Irritation soon gives way to exhilaration. As I head down the Great Alpine Road, I am driving into a heart of green, as tall forested slopes stretch thousands of meters in the air on both sides of the roadway. It’s as if the International Style skyscrapers of Sixth Avenue in midtown Manhattan were smothered in ivy—and if Sixth Avenue had a riotous, roaring stream thundering down its middle. At times, the lush foliage obscures the view; at others, especially at bends in the road, a staggering perspective of gigantism assaults the eye. At one point, I behold in wonder what I had not thought possible: a sugarloaf peak that, contrary to its siblings the world over, conjures up menace rather than marvel.

I pull over at a touristy shop advertising a nearby attraction: Les Gorges du Pont-du-Diable (The Gorges of Devil’s Bridge).
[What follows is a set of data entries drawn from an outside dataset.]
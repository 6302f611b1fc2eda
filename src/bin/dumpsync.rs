//! dumpsync CLI - extract tables from a SQL dump and reconcile employees
//!
//! `extract` writes selected dump tables as JSON files; `reconcile` merges
//! the employee table with the roster and the document store.

use clap::{Parser, Subcommand};
use std::path::{Path, PathBuf};
use std::process;

use dumpsync::config::{resolve_store_config, StoreOverrides, SyncConfig};
use dumpsync::dump::{extract_tables, read_dump, TableOutcome};
use dumpsync::pipeline::ReconcileJob;
use dumpsync::roster::{Roster, RosterGrid};
use dumpsync::serialization::{write_json_file, write_table, OutputFormat};
use dumpsync::store::StoreClient;

#[derive(Parser)]
#[command(name = "dumpsync")]
#[command(version, about = "SQL dump extraction and employee reconciliation", long_about = None)]
struct Cli {
    #[command(subcommand)]
    command: Commands,
}

#[derive(Subcommand)]
enum Commands {
    /// Extract tables from a dump into JSON files
    Extract {
        /// Path to the SQL dump
        #[arg(short, long)]
        dump: PathBuf,

        /// Table to extract (repeatable; defaults to the config file's list)
        #[arg(short, long = "table")]
        tables: Vec<String>,

        /// Output directory
        #[arg(short, long)]
        output: Option<PathBuf>,

        /// Output format (json or ndjson)
        #[arg(short, long)]
        format: Option<OutputFormat>,

        /// Keep only rows whose id is greater than this value
        #[arg(long)]
        min_id: Option<i64>,

        /// Path to dumpsync.yaml
        #[arg(short, long)]
        config: Option<PathBuf>,
    },

    /// Reconcile employees from the dump and roster into the store
    Reconcile {
        /// Path to the SQL dump
        #[arg(short, long)]
        dump: PathBuf,

        /// Roster CSV export
        #[arg(short, long)]
        roster: PathBuf,

        /// Compute everything but skip writes
        #[arg(long)]
        dry_run: bool,

        /// Skip TLS certificate verification
        #[arg(long)]
        insecure: bool,

        /// Path to dumpsync.yaml
        #[arg(short, long)]
        config: Option<PathBuf>,

        /// Store base URL (overrides environment and config file)
        #[arg(long)]
        store_url: Option<String>,

        /// Store API key (overrides environment and config file)
        #[arg(long)]
        api_key: Option<String>,

        /// Web app config script to read apiKey/baseUrl from
        #[arg(long)]
        web_config: Option<PathBuf>,

        /// Write the JSON run report here
        #[arg(long)]
        report: Option<PathBuf>,
    },
}

#[tokio::main]
async fn main() {
    dotenv::dotenv().ok();
    tracing_subscriber::fmt()
        .with_env_filter(
            tracing_subscriber::EnvFilter::try_from_default_env()
                .unwrap_or_else(|_| tracing_subscriber::EnvFilter::new("info")),
        )
        .init();

    let cli = Cli::parse();

    let result = match cli.command {
        Commands::Extract { dump, tables, output, format, min_id, config } => {
            extract(dump, tables, output, format, min_id, config)
        }
        Commands::Reconcile {
            dump,
            roster,
            dry_run,
            insecure,
            config,
            store_url,
            api_key,
            web_config,
            report,
        } => {
            let overrides = StoreOverrides {
                base_url: store_url,
                api_key,
                insecure_tls: insecure,
                web_config,
            };
            reconcile(dump, roster, dry_run, overrides, config, report).await
        }
    };

    if let Err(e) = result {
        eprintln!("Error: {}", e);
        process::exit(1);
    }
}

fn load_config(path: Option<&Path>) -> Result<SyncConfig, String> {
    SyncConfig::load_or_default(path).map_err(|e| format!("Failed to load config: {}", e))
}

/// Extract tables to `<output>/<table>.json`
fn extract(
    dump: PathBuf,
    tables: Vec<String>,
    output: Option<PathBuf>,
    format: Option<OutputFormat>,
    min_id: Option<i64>,
    config: Option<PathBuf>,
) -> Result<(), String> {
    let config = load_config(config.as_deref())?;

    let tables = if tables.is_empty() { config.extract.tables.clone() } else { tables };
    if tables.is_empty() {
        return Err("No tables to extract (pass --table or list extract.tables in the config)".to_string());
    }
    let output = output
        .or_else(|| config.extract.output_dir.clone())
        .unwrap_or_else(|| PathBuf::from("exports"));
    let format = match format {
        Some(format) => format,
        None => config
            .extract
            .format
            .as_deref()
            .map(str::parse::<OutputFormat>)
            .transpose()?
            .unwrap_or_default(),
    };
    let min_id = min_id.or(config.extract.min_id);

    println!("📖 Reading {}...", dump.display());
    let text = read_dump(&dump).map_err(|e| format!("Failed to read dump {}: {}", dump.display(), e))?;

    let mut summary = extract_tables(&text, &tables);
    for outcome in &mut summary.outcomes {
        match outcome {
            TableOutcome::Extracted(extraction) => {
                if let Some(min_id) = min_id {
                    extraction.retain_min_id(&config.extract.id_column, min_id);
                }
                let path = write_table(extraction, &output, format)
                    .map_err(|e| format!("Failed to write {}: {}", extraction.table, e))?;
                println!(
                    "  ✓ {}: {} records → {}",
                    extraction.table,
                    extraction.records.len(),
                    path.display()
                );
                if extraction.dropped_rows > 0 {
                    println!("    ⚠ {} rows dropped (column count mismatch)", extraction.dropped_rows);
                }
                if extraction.filtered_rows > 0 {
                    println!("    ℹ {} rows at or below id {}", extraction.filtered_rows, min_id.unwrap_or_default());
                }
            }
            TableOutcome::Absent { table } => println!("  ℹ {}: not in dump", table),
            TableOutcome::Failed { table, reason } => println!("  ✗ {}: {}", table, reason),
        }
    }

    println!("\n✨ Extracted {} records from {} tables", summary.total_records(), summary.extracted().count());
    if !summary.failed_tables().is_empty() {
        return Err(format!("{} table(s) failed to parse", summary.failed_tables().len()));
    }
    Ok(())
}

/// Reconcile employees and write them to the store
async fn reconcile(
    dump: PathBuf,
    roster_path: PathBuf,
    dry_run: bool,
    overrides: StoreOverrides,
    config: Option<PathBuf>,
    report_path: Option<PathBuf>,
) -> Result<(), String> {
    let config = load_config(config.as_deref())?;
    let store_config = resolve_store_config(&config, &overrides, |key| std::env::var(key).ok())
        .map_err(|e| format!("Failed to configure store: {}", e))?;
    let store = StoreClient::new(&store_config).map_err(|e| e.to_string())?;

    println!("📖 Reading {}...", dump.display());
    let text = read_dump(&dump).map_err(|e| format!("Failed to read dump {}: {}", dump.display(), e))?;

    let grid = RosterGrid::from_csv_path(&roster_path).map_err(|e| e.to_string())?;
    let roster = Roster::from_grid(&grid).map_err(|e| e.to_string())?;
    println!("  ✓ Loaded {} roster rows", roster.len());
    for warning in &roster.warnings {
        println!("  ⚠ row {}: {}", warning.row, warning.message);
    }

    let source_file = roster_path
        .file_name()
        .map(|name| name.to_string_lossy().into_owned())
        .unwrap_or_else(|| roster_path.display().to_string());

    println!("\n🔄 Reconciling {} against {}...", config.employee_table, store_config.base_url);
    let run = ReconcileJob::new(&config)
        .dry_run(dry_run)
        .run(&store, &text, &roster, &source_file)
        .await
        .map_err(|e| e.to_string())?;
    let report = &run.report;

    println!("  ✓ Dump employees: {}", report.dump.rows);
    println!("  ✓ Roster rows: {}", report.roster.rows);
    println!("  ✓ Matched: {} ({} re-matched)", report.tally.matched, report.tally.rematched);
    println!("  ✓ Active: {}, inactive: {}", report.tally.active, report.tally.inactive);
    if !report.unmatched.is_empty() {
        println!("  ⚠ Unmatched rows: {}", report.unmatched.len());
        for row in report.unmatched.iter().take(10) {
            println!("    - row {}: {} ({})", row.row, row.name, row.reason);
        }
    }

    if let Some(path) = &report_path {
        write_json_file(report, path).map_err(|e| format!("Failed to write report: {}", e))?;
        println!("  ✓ Report written to {}", path.display());
    }

    if dry_run {
        println!("\nℹ Dry run: {} documents not written", run.documents.len());
        return Ok(());
    }

    println!("\n✨ Wrote {} employee documents to {}", report.written, report.collection);
    if !report.succeeded() {
        for failure in &report.failures {
            eprintln!("  ✗ {}: {}", failure.id, failure.reason);
        }
        return Err(format!("{} upsert(s) failed", report.failures.len()));
    }
    Ok(())
}
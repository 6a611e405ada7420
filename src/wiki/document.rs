//! Plain-text document export of an article.

use std::io::Write;
use std::path::Path;

use tempfile::NamedTempFile;
use tracing::debug;

use super::article::Article;
use super::errors::ProviderError;
use crate::languages::language_name;
use crate::paginator::paginate;

/// An exported article on disk. The file is deleted when this value is dropped.
#[derive(Debug)]
pub struct GeneratedDocument {
    file: NamedTempFile,
    /// Name shown to the user when the file is delivered
    pub file_name: String,
}

impl GeneratedDocument {
    pub fn path(&self) -> &Path {
        self.file.path()
    }
}

/// File name built from the title: alphanumerics, spaces, `-` and `_` are kept.
pub fn document_file_name(article: &Article) -> String {
    let safe_title: String = article
        .title
        .chars()
        .map(|c| {
            if c.is_alphanumeric() || matches!(c, ' ' | '-' | '_') {
                c
            } else {
                '_'
            }
        })
        .collect();
    let safe_title = safe_title.trim();
    let safe_title = if safe_title.is_empty() { "article" } else { safe_title };
    format!("{}_{}.txt", safe_title, article.language)
}

/// Render the document text.
pub fn render_document(article: &Article) -> String {
    let mut out = String::new();
    out.push_str(&article.title);
    out.push('\n');
    out.push_str(&"=".repeat(article.title.chars().count().max(3)));
    out.push_str("\n\n");
    out.push_str(&format!(
        "Source: Wikipedia ({})\n",
        language_name(&article.language)
    ));
    if !article.url.is_empty() {
        out.push_str(&article.url);
        out.push('\n');
    }
    out.push_str(&"_".repeat(50));
    out.push_str("\n\nSummary\n-------\n\n");
    out.push_str(article.summary.trim());
    out.push_str("\n\nFull Content\n------------\n");

    for section in paginate(&article.body) {
        if let Some(heading) = &section.heading {
            let indent = "#".repeat(section.level.saturating_sub(1).max(1) as usize);
            out.push_str(&format!("\n{indent} {heading}\n"));
        }
        let text = section.text();
        if !text.is_empty() {
            out.push('\n');
            out.push_str(text);
            out.push('\n');
        }
    }
    out
}

/// Write the document to a temporary file in `dir` (system temp dir when `None`).
///
/// On any failure the partially written file is removed with the dropped handle.
pub fn write_document(article: &Article, dir: Option<&Path>) -> Result<GeneratedDocument, ProviderError> {
    let file_name = document_file_name(article);
    let mut builder = tempfile::Builder::new();
    builder.prefix("wikichat-").suffix(".txt");
    let mut file = match dir {
        Some(dir) => builder.tempfile_in(dir)?,
        None => builder.tempfile()?,
    };

    file.write_all(render_document(article).as_bytes())?;
    file.flush()?;
    debug!(path = %file.path().display(), file_name = %file_name, "Document written");

    Ok(GeneratedDocument { file, file_name })
}
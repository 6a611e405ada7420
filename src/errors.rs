//! # Flow Error Types
//!
//! Every failure a handler can hit is converted into a [`FlowError`] before it
//! reaches the renderer. None of them is fatal: the router turns each kind into
//! a screen and the session stays in its pre-event state.

use thiserror::Error;

use crate::wiki::ProviderError;

/// Errors raised while handling one conversation event.
#[derive(Debug, Clone, PartialEq, Eq, Error)]
pub enum FlowError {
    /// Searched article or language edition is absent
    #[error("not found: {0}")]
    NotFound(String),
    /// Content provider did not answer in time
    #[error("provider timed out: {0}")]
    ProviderTimeout(String),
    /// Content provider failed (search, fetch, translation, document)
    #[error("provider failed: {0}")]
    ProviderFailure(String),
    /// Event does not apply to the current screen, e.g. a button from an old message
    #[error("event not valid on this screen: {0}")]
    InvalidState(String),
    /// Index or code no longer valid against the session data
    #[error("invalid selection: {0}")]
    InvalidSelection(#[from] SelectionError),
}

impl FlowError {
    /// Provider failures get a retry-or-cancel screen; everything else re-renders
    /// the current screen with a notice.
    pub fn is_retryable(&self) -> bool {
        matches!(
            self,
            FlowError::ProviderTimeout(_) | FlowError::ProviderFailure(_)
        )
    }

    pub fn invalid_state(event: impl Into<String>) -> Self {
        FlowError::InvalidState(event.into())
    }
}

/// Why a selection was rejected.
#[derive(Debug, Clone, PartialEq, Eq, Error)]
pub enum SelectionError {
    #[error("section {index} is out of range ({len} sections)")]
    SectionOutOfRange { index: usize, len: usize },
    #[error("section {requested} is not the section on screen ({current})")]
    StaleSection { requested: usize, current: usize },
    #[error("search result {index} is out of range ({len} results)")]
    ResultOutOfRange { index: usize, len: usize },
    #[error("language '{0}' is not offered here")]
    UnsupportedLanguage(String),
    #[error("article is already in '{0}'")]
    SameLanguage(String),
    #[error("search query is empty")]
    EmptyQuery,
    #[error("search query is too long")]
    QueryTooLong,
}

impl From<ProviderError> for FlowError {
    fn from(err: ProviderError) -> Self {
        match err {
            ProviderError::NotFound(what) => FlowError::NotFound(what),
            ProviderError::Timeout(msg) => FlowError::ProviderTimeout(msg),
            ProviderError::InvalidInput(msg) => FlowError::NotFound(msg),
            other => FlowError::ProviderFailure(other.to_string()),
        }
    }
}
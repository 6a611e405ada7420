//! Dialogue Manager module: one handler per transition of the conversation.
//!
//! Handlers work on a draft copy of the session. They validate everything the
//! event carries against the draft, announce provider calls through the
//! progress sink, and only touch the draft once the provider has answered, so
//! an early return leaves nothing half-done.

use tracing::{debug, info};

use crate::dialogue::{validate_query, ArticlePanel, ChatState, SectionPanel, Session};
use crate::errors::{FlowError, SelectionError};
use crate::languages::{is_search_language, is_translation_language};
use crate::paginator::{paginate, reassemble, Pages, Section};
use crate::wiki::{Article, ContentProvider, GeneratedDocument, ProviderError};

use super::route::ArticleAction;
use super::router::ProgressSink;
use super::ui_builder::{render_working, Notice, Work};

/// What a successful handler hands back besides the mutated draft
#[derive(Debug, Default)]
pub struct Reply {
    pub notice: Option<Notice>,
    pub document: Option<GeneratedDocument>,
}

impl Reply {
    pub fn notice(notice: Notice) -> Self {
        Self {
            notice: Some(notice),
            document: None,
        }
    }

    fn document(document: GeneratedDocument) -> Self {
        Self {
            notice: Some(Notice::DocumentReady),
            document: Some(document),
        }
    }
}

#[derive(Clone, Copy, Debug, PartialEq, Eq)]
pub enum Step {
    Next,
    Prev,
}

async fn announce(progress: &dyn ProgressSink, draft: &Session, work: Work<'_>) {
    progress.working(&render_working(&work, draft.ui_language())).await;
}

/// `/start`: fresh session on the language picker
pub fn start(draft: &mut Session) -> Reply {
    draft.reset();
    draft.state = ChatState::SelectingLanguage;
    Reply::default()
}

/// `/cancel` or the Cancel button
pub fn cancel(draft: &mut Session) -> Reply {
    draft.reset();
    Reply::notice(Notice::Cancelled)
}

/// Drop search and article data and pick a language again
pub fn new_search(draft: &mut Session) -> Reply {
    draft.clear_search();
    draft.state = ChatState::SelectingLanguage;
    Reply::default()
}

pub fn pick_language(draft: &mut Session, code: &str) -> Result<Reply, FlowError> {
    if !is_search_language(code) {
        return Err(SelectionError::UnsupportedLanguage(code.to_string()).into());
    }
    draft.language = code.to_string();
    draft.clear_search();
    draft.state = ChatState::Searching;
    Ok(Reply::default())
}

/// Back to the query prompt, keeping the language
pub fn try_again(draft: &mut Session) -> Reply {
    draft.clear_search();
    draft.state = ChatState::Searching;
    Reply::default()
}

pub async fn search(
    draft: &mut Session,
    text: &str,
    provider: &dyn ContentProvider,
    progress: &dyn ProgressSink,
) -> Result<Reply, FlowError> {
    let query = validate_query(text)?;
    announce(
        progress,
        draft,
        Work::Search {
            query: &query,
            language: &draft.language,
        },
    )
    .await;

    let results = provider.search_articles(&query, &draft.language).await?;
    info!(
        query = %query,
        language = %draft.language,
        result_count = results.len(),
        "Search completed"
    );

    draft.clear_search();
    draft.state = if results.is_empty() {
        ChatState::NoResults
    } else {
        ChatState::ViewingResults
    };
    draft.search_query = Some(query);
    draft.search_results = results;
    Ok(Reply::default())
}

pub async fn open_result(
    draft: &mut Session,
    index: usize,
    provider: &dyn ContentProvider,
    progress: &dyn ProgressSink,
) -> Result<Reply, FlowError> {
    let title = draft.search_result(index)?.to_string();
    announce(progress, draft, Work::Article { title: &title }).await;

    let article = provider.fetch_article(&title, &draft.language).await?;
    debug!(title = %article.title, language = %article.language, "Article opened");
    draft.open_article(article);
    Ok(Reply::default())
}

pub async fn article_action(
    draft: &mut Session,
    action: ArticleAction,
    provider: &dyn ContentProvider,
    progress: &dyn ProgressSink,
) -> Result<Reply, FlowError> {
    let article = draft.article()?;

    match action {
        ArticleAction::Read => {
            let pages = Pages::from_body(&article.body);
            debug!(title = %article.title, sections = pages.len(), "Reading article");
            draft.article_sections = Some(pages);
            draft.section_panel = SectionPanel::Text;
            draft.state = ChatState::ReadingArticle;
        }
        ArticleAction::Languages => draft.article_panel = ArticlePanel::Languages,
        ArticleAction::Translate => draft.article_panel = ArticlePanel::TranslateTargets,
        ArticleAction::Link => {
            let url = provider.share_link(&article.title, &article.language)?;
            draft.article_panel = ArticlePanel::ShareLink(url);
        }
        ArticleAction::Download => {
            announce(progress, draft, Work::Document).await;
            let document = provider.generate_document(draft.article()?).await?;
            return Ok(Reply::document(document));
        }
    }
    Ok(Reply::default())
}

/// Switch to the article's edition in another language
pub async fn view_language(
    draft: &mut Session,
    code: &str,
    provider: &dyn ContentProvider,
    progress: &dyn ProgressSink,
) -> Result<Reply, FlowError> {
    let article = draft.article()?;
    if code == article.language || article.title_in(code).is_none() {
        return Err(SelectionError::UnsupportedLanguage(code.to_string()).into());
    }

    announce(progress, draft, Work::Edition { language: code }).await;
    let edition = provider.fetch_article_in_language(draft.article()?, code).await?;

    info!(title = %edition.title, language = %code, "Switched article language");
    draft.language = code.to_string();
    draft.open_article(edition);
    Ok(Reply::default())
}

/// Translate the whole article into `code`, reusing the cached translation
/// when it already is in that language.
pub async fn translate_article(
    draft: &mut Session,
    code: &str,
    provider: &dyn ContentProvider,
    progress: &dyn ProgressSink,
) -> Result<Reply, FlowError> {
    let article = draft.article()?;
    if !is_translation_language(code) {
        return Err(SelectionError::UnsupportedLanguage(code.to_string()).into());
    }
    if code == article.language {
        return Err(SelectionError::SameLanguage(code.to_string()).into());
    }

    if draft.translation_for(code).is_none() {
        announce(progress, draft, Work::Translate { language: code }).await;
        let translated = translate_article_content(provider, draft.article()?, code).await?;
        info!(title = %translated.title, language = %code, "Article translated");
        draft.set_translation(code, translated);
    }

    draft.article_panel = ArticlePanel::Summary;
    draft.state = ChatState::ViewingTranslation;
    Ok(Reply::default())
}

/// Translate title, summary and every section of an article.
///
/// The translated body is rebuilt with one `== heading ==` line per titled
/// section so it paginates like the original.
pub async fn translate_article_content(
    provider: &dyn ContentProvider,
    article: &Article,
    target: &str,
) -> Result<Article, ProviderError> {
    let source = article.language.as_str();

    let title = provider.translate(&article.title, source, target).await?;
    let summary = translate_optional(provider, &article.summary, source, target).await?;

    let mut sections = Vec::new();
    for section in paginate(&article.body) {
        let body = translate_optional(provider, section.text(), source, target).await?;
        let body = if body.is_empty() { body } else { format!("{body}\n") };
        let translated = match &section.heading {
            Some(heading) => {
                let heading = provider.translate(heading, source, target).await?;
                Section::titled(heading.trim(), section.level, body)
            }
            None => Section::untitled(body),
        };
        sections.push(translated);
    }

    Ok(Article::new(
        title.trim(),
        target,
        summary,
        reassemble(&sections),
        article.url.clone(),
    ))
}

async fn translate_optional(
    provider: &dyn ContentProvider,
    text: &str,
    source: &str,
    target: &str,
) -> Result<String, ProviderError> {
    if text.trim().is_empty() {
        return Ok(String::new());
    }
    provider.translate(text, source, target).await
}

/// The cursor must still be on the section a button was drawn for.
/// Section routes carry the index they were drawn for; only the current one is accepted.
fn check_section(pages: &mut Pages, index: usize) -> Result<(), SelectionError> {
    let current = pages.index();
    if index < pages.len() && index != current {
        return Err(SelectionError::StaleSection {
            requested: index,
            current,
        });
    }
    pages.select(index)?;
    Ok(())
}

fn step(pages: &mut Pages, step: Step) {
    let moved = match step {
        Step::Next => pages.next(),
        Step::Prev => pages.prev(),
    };
    if !moved {
        debug!(index = pages.index(), ?step, "Already at the boundary");
    }
}

pub fn step_section(draft: &mut Session, direction: Step) -> Result<Reply, FlowError> {
    step(draft.sections_mut()?, direction);
    draft.section_panel = SectionPanel::Text;
    Ok(Reply::default())
}

pub fn show_section(draft: &mut Session, index: usize) -> Result<Reply, FlowError> {
    check_section(draft.sections_mut()?, index)?;
    draft.section_panel = SectionPanel::Text;
    Ok(Reply::default())
}

pub fn translate_section_menu(draft: &mut Session, index: usize) -> Result<Reply, FlowError> {
    check_section(draft.sections_mut()?, index)?;
    draft.section_panel = SectionPanel::TranslateTargets;
    Ok(Reply::default())
}

/// Translate the current section for display only. Never cached.
pub async fn translate_section(
    draft: &mut Session,
    index: usize,
    code: &str,
    provider: &dyn ContentProvider,
    progress: &dyn ProgressSink,
) -> Result<Reply, FlowError> {
    check_section(draft.sections_mut()?, index)?;
    let source = draft.article()?.language.clone();
    if !is_translation_language(code) {
        return Err(SelectionError::UnsupportedLanguage(code.to_string()).into());
    }
    if code == source {
        return Err(SelectionError::SameLanguage(code.to_string()).into());
    }

    let section = draft.sections_mut()?.current().clone();
    announce(progress, draft, Work::Translate { language: code }).await;

    let heading = match &section.heading {
        Some(heading) => Some(provider.translate(heading, &source, code).await?),
        None => None,
    };
    let text = translate_optional(provider, section.text(), &source, code).await?;

    debug!(index, language = %code, "Section translated");
    draft.section_panel = SectionPanel::Translated {
        language: code.to_string(),
        heading,
        text,
    };
    Ok(Reply::default())
}

/// From the translation screen, back to the target picker of the article
pub fn choose_other_translation(draft: &mut Session) -> Result<Reply, FlowError> {
    draft.article()?;
    draft.article_panel = ArticlePanel::TranslateTargets;
    draft.state = ChatState::ViewingArticle;
    Ok(Reply::default())
}

pub fn read_translation(draft: &mut Session) -> Result<Reply, FlowError> {
    let translation = draft.translation_mut()?;
    translation.sections = Some(Pages::from_body(&translation.article.body));
    draft.state = ChatState::ReadingTranslation;
    Ok(Reply::default())
}

pub async fn download_translation(
    draft: &mut Session,
    provider: &dyn ContentProvider,
    progress: &dyn ProgressSink,
) -> Result<Reply, FlowError> {
    draft.translation()?;
    announce(progress, draft, Work::Document).await;
    let document = provider.generate_document(&draft.translation()?.article).await?;
    Ok(Reply::document(document))
}

pub fn step_translated_section(draft: &mut Session, direction: Step) -> Result<Reply, FlowError> {
    step(draft.translated_sections_mut()?, direction);
    Ok(Reply::default())
}

/// Back to the article summary. A cached translation stays available.
pub fn back_to_article(draft: &mut Session) -> Result<Reply, FlowError> {
    draft.article()?;
    draft.article_panel = ArticlePanel::Summary;
    draft.section_panel = SectionPanel::Text;
    draft.state = ChatState::ViewingArticle;
    Ok(Reply::default())
}

pub fn back_to_translation(draft: &mut Session) -> Result<Reply, FlowError> {
    draft.translation()?;
    draft.state = ChatState::ViewingTranslation;
    Ok(Reply::default())
}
I know there are a lot of Devil gorges, bridges, tunnels, peaks, forests, lakes, ridges, and whatnot in this part of the world, but this one well earns its name. A metal and wooden gangplank, with blissfully sturdy handrails, snakes above the angry River Dranse de Morzine, which has carved a deep gash in the scarified limestone. I tread carefully, eyes fixed forward on a maddeningly fearless gay couple, who pause to snap photos of themselves leaning over the void. When these guys stop, I stop. When they move on, I move on. It’s not that I’m afraid of heights, I just like to watch people in love.

Back in the cozy cocoon of the car, my journey southward leads out of the trees and into grassier slopes punctuated with brutal chevrons of exposed rock. A traffic circle indicates that the town of Morzine has been reached. For the ski world, Morzine is famed for its high-altitude sister resort, Avoriaz, a car-free creation of jet-set entrepreneurs in the 1960s, led by an Olympic ski champion, Jean Vuarnet, who also lent his name to the must-have designer sunglasses. I smile as I pass Morzine, for Avoriaz holds two old memories for me. One, of being in an après-ski bar with a GI on leave who kept bewildering me by his mention of “Alvarez”—until I realized that was how he pronounced “Avoriaz.” The other was not my finest moment. At the time, I was married to a young woman who was an expert skier. We spent the day apart in Avoriaz—I, on the baby slopes; she, on the triple black diamonds. We met at the end of the afternoon and decided to ski together, foolish newlyweds that we were. I paid no attention as she led me to ski lifts, leading to other ski lifts—after all, I was in affectionate hands. When we finally turned our skis to the slope, I found myself looking down a cliff. There were so many moguls that descending it would be like skiing down the vertebrae of my GI pal standing at attention. I was furious. And, I’m sorry to say, I lost it. A stream of swearing at the universe at large befouled the clear Alpine air as my bride looked on, appalled at this display of cowardly distemper. When I had finished, she informed me that there was only one way to get off the mountain. Then she turned on her skis and vanished downhill.